| Records provided |
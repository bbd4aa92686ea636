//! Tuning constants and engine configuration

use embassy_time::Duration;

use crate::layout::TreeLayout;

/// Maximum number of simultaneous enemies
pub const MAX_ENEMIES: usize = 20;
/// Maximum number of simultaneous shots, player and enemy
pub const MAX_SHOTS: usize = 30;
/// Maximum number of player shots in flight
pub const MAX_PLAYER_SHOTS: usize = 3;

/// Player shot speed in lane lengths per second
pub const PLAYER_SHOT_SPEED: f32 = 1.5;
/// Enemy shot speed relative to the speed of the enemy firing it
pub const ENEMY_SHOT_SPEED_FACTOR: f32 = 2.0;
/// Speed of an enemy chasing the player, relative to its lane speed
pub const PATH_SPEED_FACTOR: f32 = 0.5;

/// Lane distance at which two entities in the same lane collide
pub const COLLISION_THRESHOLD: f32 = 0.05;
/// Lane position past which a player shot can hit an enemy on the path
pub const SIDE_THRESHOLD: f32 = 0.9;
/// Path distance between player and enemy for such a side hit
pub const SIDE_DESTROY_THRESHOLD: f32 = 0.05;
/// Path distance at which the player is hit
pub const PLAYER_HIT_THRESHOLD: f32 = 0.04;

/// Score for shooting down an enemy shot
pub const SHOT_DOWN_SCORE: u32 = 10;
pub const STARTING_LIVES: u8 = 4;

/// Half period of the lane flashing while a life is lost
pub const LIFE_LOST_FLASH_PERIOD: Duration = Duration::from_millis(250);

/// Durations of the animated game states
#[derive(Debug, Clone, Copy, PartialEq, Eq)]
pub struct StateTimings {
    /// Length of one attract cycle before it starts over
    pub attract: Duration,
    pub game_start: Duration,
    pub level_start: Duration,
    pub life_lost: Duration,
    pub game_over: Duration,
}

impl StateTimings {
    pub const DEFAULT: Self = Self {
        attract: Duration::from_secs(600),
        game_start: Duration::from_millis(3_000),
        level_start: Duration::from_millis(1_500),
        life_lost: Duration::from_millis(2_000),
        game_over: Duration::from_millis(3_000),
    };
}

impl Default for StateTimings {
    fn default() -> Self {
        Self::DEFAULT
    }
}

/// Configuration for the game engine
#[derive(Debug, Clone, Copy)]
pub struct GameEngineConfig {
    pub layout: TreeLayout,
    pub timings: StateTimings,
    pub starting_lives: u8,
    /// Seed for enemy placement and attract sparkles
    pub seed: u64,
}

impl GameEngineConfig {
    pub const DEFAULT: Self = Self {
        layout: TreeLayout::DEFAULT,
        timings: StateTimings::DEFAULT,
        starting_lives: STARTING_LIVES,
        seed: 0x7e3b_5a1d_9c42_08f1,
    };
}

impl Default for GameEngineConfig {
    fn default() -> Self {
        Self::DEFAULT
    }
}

| Activity |
Both the line containing "use embassy_time::Duration;" and the line containing "pub const COLLISION_THRESHOLD: f32 = 0.05;" belong in the answer. Print them and every line above that falls between them exactly, and no others.

| Answer area |
use embassy_time::Duration;

use crate::layout::TreeLayout;

/// Maximum number of simultaneous enemies
pub const MAX_ENEMIES: usize = 20;
/// Maximum number of simultaneous shots, player and enemy
pub const MAX_SHOTS: usize = 30;
/// Maximum number of player shots in flight
pub const MAX_PLAYER_SHOTS: usize = 3;

/// Player shot speed in lane lengths per second
pub const PLAYER_SHOT_SPEED: f32 = 1.5;
/// Enemy shot speed relative to the speed of the enemy firing it
pub const ENEMY_SHOT_SPEED_FACTOR: f32 = 2.0;
/// Speed of an enemy chasing the player, relative to its lane speed
pub const PATH_SPEED_FACTOR: f32 = 0.5;

/// Lane distance at which two entities in the same lane collide
pub const COLLISION_THRESHOLD: f32 = 0.05;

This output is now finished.